The experts believed they were immune to anchoring. They were wrong. The difference in listed price shifted their estimates by $15,000.

The social security number experiment (Ariely, 2003)

Dan Ariely asked students to write down the last two digits of their social security number, then bid on products (wine, chocolate, keyboard).

Last SS digits Average bid (wine)
00-19 $8.64
80-99 $27.91

A number completely unrelated to the product multiplied bids by 3x.

Types of anchoring

1. Numerical anchoring

The most direct: setting a number that will serve as a reference.

In sales:

  • "This software is used by companies that spend $50,000 per year on marketing. Our solution costs $2,000."
  • The $50,000 anchor makes $2,000 seem negligible.

2. Comparison anchoring

Presenting an element of comparison to influence perception.

In sales:

  • "Our competitor charges $199/month for similar features.
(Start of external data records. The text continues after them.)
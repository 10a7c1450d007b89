//! Configuration management for database and provider settings.
//!
//! Everything is environment-driven (with `.env` support via dotenvy in
//! `main`). The completion provider needs an API key; the messaging provider
//! settings may be absent in development, in which case outbound delivery is
//! disabled and replies only travel back over HTTP.

/// Database configuration and connection management
pub mod database;

use crate::errors::{Error, Result};

/// Completion-provider (OpenAI-compatible) settings.
#[derive(Debug, Clone)]
pub struct CompletionConfig {
    /// Bearer token for the provider API
    pub api_key: String,
    /// Base URL of the provider, e.g. `https://api.openai.com`
    pub base_url: String,
    /// Model identifier to request
    pub model: String,
}

/// WhatsApp Business (Graph API) settings.
#[derive(Debug, Clone)]
pub struct WhatsAppConfig {
    /// Graph API base URL
    pub api_url: String,
    /// Graph API version segment
    pub api_version: String,
    /// Business phone number id used as the sender
    pub phone_number_id: String,
    /// Bearer token for the Graph API
    pub access_token: String,
    /// Shared secret for the webhook verification handshake
    pub verify_token: String,
}

/// Top-level application configuration.
#[derive(Debug, Clone)]
pub struct AppConfig {
    /// SeaORM connection string
    pub database_url: String,
    /// Address the HTTP server binds to
    pub listen_addr: String,
    /// Completion-provider settings
    pub completion: CompletionConfig,
    /// Messaging-provider settings, None when not configured
    pub whatsapp: Option<WhatsAppConfig>,
}

/// Loads the application configuration from the environment.
///
/// `OPENAI_API_KEY` is required; the WhatsApp settings are optional as a
/// group keyed on `WHATSAPP_ACCESS_TOKEN`.
pub fn load_app_configuration() -> Result<AppConfig> {
    let database_url = database::get_database_url();
    let listen_addr =
        std::env::var("LISTEN_ADDR").unwrap_or_else(|_| "0.0.0.0:3000".to_string());

    let completion = CompletionConfig {
        api_key: std::env::var("OPENAI_API_KEY").map_err(|_| Error::Config {
            message: "OPENAI_API_KEY is not set".to_string(),
        })?,
        base_url: std::env::var("OPENAI_BASE_URL")
            .unwrap_or_else(|_| "https://api.openai.com".to_string()),
        model: std::env::var("OPENAI_MODEL").unwrap_or_else(|_| "gpt-4o-mini".to_string()),
    };

    let whatsapp = match std::env::var("WHATSAPP_ACCESS_TOKEN") {
        Ok(access_token) => Some(WhatsAppConfig {
            api_url: std::env::var("WHATSAPP_API_URL")
                .unwrap_or_else(|_| "https://graph.facebook.com".to_string()),
            api_version: std::env::var("WHATSAPP_API_VERSION")
                .unwrap_or_else(|_| "v23.0".to_string()),
            phone_number_id: std::env::var("WHATSAPP_PHONE_NUMBER_ID").map_err(|_| {
                Error::Config {
                    message: "WHATSAPP_PHONE_NUMBER_ID is required when \
                              WHATSAPP_ACCESS_TOKEN is set"
                        .to_string(),
                }
            })?,
            access_token,
            verify_token: std::env::var("WHATSAPP_VERIFY_TOKEN").unwrap_or_default(),
        }),
        Err(_) => None,
    };

    Ok(AppConfig {
        database_url,
        listen_addr,
        completion,
        whatsapp,
    })
}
Our plan is $79/month."
  • Even if the prospect doesn't know the competitor, the anchor is set.

3. Category anchoring

Associating your product with a higher price category.

In sales:

  • "This isn't just a CRM. It's your virtual sales director for $149/month."
  • The anchor is no longer a $30/month software, but a $5,000/month salary.

4. Temporal anchoring

Using time as a reference anchor.

In sales:

  • "Our clients typically take 6 months to achieve these results. With our premium support, it's 6 weeks."
  • The temporal anchor makes the premium attractive.

Why anchoring works: the cognitive mechanisms

1. Semantic priming

The anchor activates a network of associated concepts in our memory. A high price activates concepts of "luxury," "quality," "prestige."
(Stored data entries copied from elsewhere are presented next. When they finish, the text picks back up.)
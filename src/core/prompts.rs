//! Prompt builders for the completion provider.
//!
//! Each builder returns a `(system, user)` pair. The two conversational
//! flows that chain continuation tokens (context question, context
//! extraction) instruct the provider to answer with a bare JSON object whose
//! shape the router parses; the narrative builders ask for plain text.

use crate::entities::{report, transaction, user};

/// Sampling temperature for proactive context questions.
pub const QUESTION_TEMPERATURE: f32 = 0.7;
/// Sampling temperature for context extraction.
pub const EXTRACTION_TEMPERATURE: f32 = 0.3;
/// Sampling temperature for short-report narratives.
pub const REPORT_TEMPERATURE: f32 = 0.2;
/// Sampling temperature for life-report narratives.
pub const LIFE_TEMPERATURE: f32 = 0.1;
/// Sampling temperature for general-assistant replies.
pub const GENERAL_TEMPERATURE: f32 = 0.5;

fn format_date(date: &chrono::DateTime<chrono::Utc>) -> String {
    date.format("%Y-%m-%d").to_string()
}

fn history_line(transaction: &transaction::Model) -> String {
    let context = transaction
        .context
        .as_deref()
        .map(|c| format!(" (Context: {c})"))
        .unwrap_or_default();
    format!(
        "- {:.2} for {} at {} on {}{context}",
        transaction.amount,
        transaction.category.as_str(),
        transaction.store_name.as_deref().unwrap_or("Unknown"),
        format_date(&transaction.date)
    )
}

fn history_block(transactions: &[transaction::Model]) -> String {
    if transactions.is_empty() {
        "None found".to_string()
    } else {
        transactions
            .iter()
            .map(history_line)
            .collect::<Vec<_>>()
            .join("\n")
    }
}

/// Prompts for the proactive context question after a DEBIT transaction.
#[must_use]
pub fn context_question(
    transaction: &transaction::Model,
    user: &user::Model,
    category_history: &[transaction::Model],
    store_history: &[transaction::Model],
    recent_history: &[transaction::Model],
) -> (String, String) {
    let system = "You are a friendly AI banking assistant. Your goal is to gather context \
about WHY and HOW the user made this transaction to better understand their spending patterns.

Guidelines:
- Be friendly, curious, and conversational
- Ask about the purpose, occasion, or reason behind the transaction
- Compare with the user's spending history to create personalized insights
- Generate options that help uncover the story behind the purchase
- Keep every option at most 20 characters

Return a bare JSON object in exactly this format, with no markdown fences:
{
  \"content\": \"A friendly, conversational message with insights based on spending patterns\",
  \"options\": [\"Option 1\", \"Option 2\", \"Option 3\"]
}
The options array must contain 2 to 4 contextual reply options."
        .to_string();

    let store_block = match transaction.store_name.as_deref() {
        Some(store) => format!(
            "\nRecent transactions at {store}:\n{}\n",
            history_block(store_history)
        ),
        None => String::new(),
    };

    let user_prompt = format!(
        "User just made a transaction:\n\
         - Amount: {:.2}\n\
         - Category: {}\n\
         - Store: {}\n\
         - Current balance: {:.2}\n\n\
         Recent transactions in the same category ({}):\n{}\n\
         {store_block}\n\
         Recent overall transactions:\n{}\n\n\
         Generate a friendly message with context questions for this transaction.",
        transaction.amount,
        transaction.category.as_str(),
        transaction.store_name.as_deref().unwrap_or("Not specified"),
        user.balance,
        transaction.category.as_str(),
        history_block(category_history),
        history_block(recent_history),
    );

    (system, user_prompt)
}

/// Prompts for extracting context from an inbound message on an open
/// transaction conversation.
#[must_use]
pub fn context_extraction(
    transaction: &transaction::Model,
    user_message: &str,
) -> (String, String) {
    let system = "You are a financial AI assistant analyzing a user's message about their \
transaction to extract context and determine next steps.

Your task is to:
1. Determine if the message is related to the transaction
2. Extract meaningful context from the user's message, close to their wording but a bit more detailed
3. Decide if you need more information or if the conversation can be closed
4. Provide an appropriate response

Guidelines:
- Plain text only, no markdown
- Extract specific context like purpose, category details, business or personal nature
- Ask for more info if the context is vague or incomplete
- Close the conversation once you have sufficient context

Return a bare JSON object in exactly this format, with no markdown fences:
{
  \"isRelated\": true,
  \"needFurtherInfo\": false,
  \"context\": \"Extracted context from the user message\",
  \"response\": {
    \"content\": \"Your response message\",
    \"options\": [\"Optional reply choice\"]
  }
}"
    .to_string();

    let user_prompt = format!(
        "Transaction details:\n\
         - Amount: {:.2}\n\
         - Category: {}\n\
         - Store: {}\n\
         - Date: {}\n\
         - Previous context: {}\n\n\
         User's message: \"{user_message}\"\n\n\
         Extract context and determine if more information is needed.",
        transaction.amount,
        transaction.category.as_str(),
        transaction.store_name.as_deref().unwrap_or("Not specified"),
        format_date(&transaction.date),
        transaction.context.as_deref().unwrap_or("None"),
    );

    (system, user_prompt)
}

/// Prompts for the best-effort narrative on a freshly created SHORT report.
#[must_use]
pub fn report_narrative(
    report: &report::Model,
    user: &user::Model,
    transactions: &[transaction::Model],
) -> (String, String) {
    let system = "You are a financial AI assistant analyzing a user's spending report to \
provide insights and context.

Guidelines:
- Plain text only, no markdown
- Be encouraging and supportive
- Focus on actionable insights
- Highlight both positive behaviors and areas for improvement
- Use specific numbers and percentages when relevant
- Keep the tone friendly and conversational"
        .to_string();

    let details = history_block(transactions);

    let user_prompt = format!(
        "User's spending report:\n\n\
         Report period: {} to {}\n\
         Total transactions: {}\n\
         Total amount: {:.2}\n\
         Credit amount: {:.2}\n\
         Debit amount: {:.2}\n\
         Current balance: {:.2}\n\n\
         Category breakdown:\n{}\n\n\
         Transaction details:\n{details}\n\n\
         Provide an analysis with insights, patterns, and actionable advice for this \
         user's spending behavior.",
        format_date(&report.period_from),
        format_date(&report.period_to),
        report.total_transactions,
        report.total_amount,
        report.credit_amount,
        report.debit_amount,
        user.balance,
        report.category_breakdown,
    );

    (system, user_prompt)
}

fn short_report_line(index: usize, report: &report::Model) -> String {
    let context = report
        .context
        .as_deref()
        .map(|c| c.chars().take(200).collect::<String>())
        .unwrap_or_else(|| "No context available".to_string());
    format!(
        "Report {} ({} - {}): total {:.2} over {} transactions, credit {:.2}, debit {:.2}, \
         breakdown {}, context: {context}",
        index + 1,
        format_date(&report.period_from),
        format_date(&report.period_to),
        report.total_amount,
        report.total_transactions,
        report.credit_amount,
        report.debit_amount,
        report.category_breakdown,
    )
}

/// Prompts for the running LIFE-report narrative, supported by the most
/// recent SHORT reports.
#[must_use]
pub fn life_narrative(
    life_report: &report::Model,
    recent_short_reports: &[report::Model],
) -> (String, String) {
    let system = "You are a financial AI assistant analyzing a user's comprehensive life \
report based on their spending history and patterns.

Guidelines:
- Plain text only, no markdown
- Focus on trends and patterns rather than individual transactions
- Provide strategic, long-term financial advice
- Be encouraging about positive trends and constructive about areas for improvement
- Keep the tone supportive and forward-looking"
        .to_string();

    let shorts = recent_short_reports
        .iter()
        .enumerate()
        .map(|(i, r)| short_report_line(i, r))
        .collect::<Vec<_>>()
        .join("\n");

    let user_prompt = format!(
        "Current life report summary:\n\
         - Period: {} to {}\n\
         - Total transactions: {}\n\
         - Total amount: {:.2}\n\
         - Credit amount: {:.2}\n\
         - Debit amount: {:.2}\n\
         - Category breakdown: {}\n\n\
         Previous short reports:\n{shorts}\n\n\
         Provide a life report analysis covering long-term trends, behavior changes over \
         time, category spending evolution, and strategic recommendations.",
        format_date(&life_report.period_from),
        format_date(&life_report.period_to),
        life_report.total_transactions,
        life_report.total_amount,
        life_report.credit_amount,
        life_report.debit_amount,
        life_report.category_breakdown,
    );

    (system, user_prompt)
}

/// Prompts for a general-assistant turn, grounded in the user's reports.
#[must_use]
pub fn general_assistant(
    user: &user::Model,
    life_report: Option<&report::Model>,
    recent_short_reports: &[report::Model],
    user_message: &str,
) -> (String, String) {
    let system = "You are a friendly AI financial assistant helping users with their banking \
and financial questions.

Guidelines:
- Plain text only, no markdown
- Be friendly and conversational
- Provide specific insights based on the user's actual spending data
- Offer actionable advice when appropriate
- If you don't have enough context, ask clarifying questions
- Keep responses concise, at most 300 words"
        .to_string();

    let mut context_info = format!(
        "User info:\n- Name: {}\n- Balance: {:.2}\n",
        user.name, user.balance
    );

    if let Some(life) = life_report {
        context_info.push_str(&format!(
            "\nLife report summary:\n\
             - Period: {} to {}\n\
             - Total transactions: {}\n\
             - Total amount: {:.2}\n\
             - Credit: {:.2}, Debit: {:.2}\n\
             - Category breakdown: {}\n\
             - Analysis: {}\n",
            format_date(&life.period_from),
            format_date(&life.period_to),
            life.total_transactions,
            life.total_amount,
            life.credit_amount,
            life.debit_amount,
            life.category_breakdown,
            life.context
                .as_deref()
                .map(|c| c.chars().take(300).collect::<String>())
                .unwrap_or_else(|| "No analysis available".to_string()),
        ));
    }

    if !recent_short_reports.is_empty() {
        context_info.push_str("\nRecent short reports:\n");
        for (i, report) in recent_short_reports.iter().enumerate() {
            context_info.push_str(&short_report_line(i, report));
            context_info.push('\n');
        }
    }

    let user_prompt = format!(
        "User's financial context:\n{context_info}\n\
         User's message: \"{user_message}\"\n\n\
         Provide a helpful response based on their financial context and message. If they \
         ask about their spending, use the actual data from their reports.",
    );

    (system, user_prompt)
}

#[cfg(test)]
mod tests {
    use super::*;
    use crate::test_utils::*;

    #[test]
    fn test_context_question_includes_history_and_contract() {
        let user = sample_user(1);
        let subject = sample_transaction(10, 1, -45.0, "Pizza Palace");
        let history = vec![sample_transaction(9, 1, -38.0, "Pizza Palace")];

        let (system, prompt) = context_question(&subject, &user, &history, &history, &history);
        assert!(system.contains("\"options\""));
        assert!(prompt.contains("Pizza Palace"));
        assert!(prompt.contains("-45.00"));
        assert!(prompt.contains("-38.00"));
    }

    #[test]
    fn test_context_question_without_store() {
        let user = sample_user(1);
        let mut subject = sample_transaction(10, 1, -45.0, "Pizza Palace");
        subject.store_name = None;

        let (_, prompt) = context_question(&subject, &user, &[], &[], &[]);
        assert!(prompt.contains("Store: Not specified"));
        assert!(!prompt.contains("Recent transactions at"));
        assert!(prompt.contains("None found"));
    }

    #[test]
    fn test_context_extraction_carries_previous_context() {
        let mut subject = sample_transaction(10, 1, -45.0, "Pizza Palace");
        subject.context = Some("dinner with family".to_string());

        let (system, prompt) = context_extraction(&subject, "it was a birthday");
        assert!(system.contains("isRelated"));
        assert!(system.contains("needFurtherInfo"));
        assert!(prompt.contains("dinner with family"));
        assert!(prompt.contains("it was a birthday"));
    }

    #[test]
    fn test_general_assistant_without_reports() {
        let user = sample_user(1);
        let (_, prompt) = general_assistant(&user, None, &[], "how am I doing?");
        assert!(prompt.contains("how am I doing?"));
        assert!(!prompt.contains("Life report summary"));
        assert!(!prompt.contains("Recent short reports"));
    }
}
2. Insufficient adjustment

Starting from the anchor and adjusting requires cognitive effort. Our brain, to save energy, stops adjusting too soon.

3. Selective confirmation

Once the anchor is set, we unconsciously seek information that confirms it and ignore information that contradicts it.

graph TD
    A[Anchor set: $999]
    A --> B[Priming: activation of high-value concepts]
    A --> C[Adjustment: brain starts from 999 and comes down insufficiently]
    A --> D[Confirmation: searching for elements justifying a high price]
    B --> E[Perception biased upward]
    C --> E
    D --> E

Factors that strengthen anchoring

Factor Effect
Uncertainty The more uncertain the prospect, the more powerful the anchor
Perceived expertise An anchor set by an expert has more impact
Apparent relevance Even if false, an anchor that seems related to the topic is more effective
Cognitive load A tired or rushed prospect is more susceptible to anchoring
Emotion An intense emotional state amplifies the anchoring effect

The ethical limits of anchoring

Anchoring is a powerful tool that comes with ethical responsibility:

Ethical Unethical
Showing the crossed-out price of a genuinely discounted product Artificially inflating a fictitious "original price"
Comparing with a more expensive competitor (if truthful) Inventing a competitor or falsifying their prices
Anchoring with the real value the client receives Anchoring with unrealistic promises
Using anchoring to clarify value Using anchoring to cloud judgment

Ethical anchoring helps the prospect understand the true value. Manipulative anchoring creates a false perception of value.

Summary

Anchoring is a robust cognitive bias, confirmed by decades of research. It works even on experts, even with random anchors. Understanding its mechanisms — priming, insufficient adjustment, selective confirmation — allows you to use it consciously in sales and protect yourself from it as a buyer. The next chapter explores framing techniques to complete your toolkit.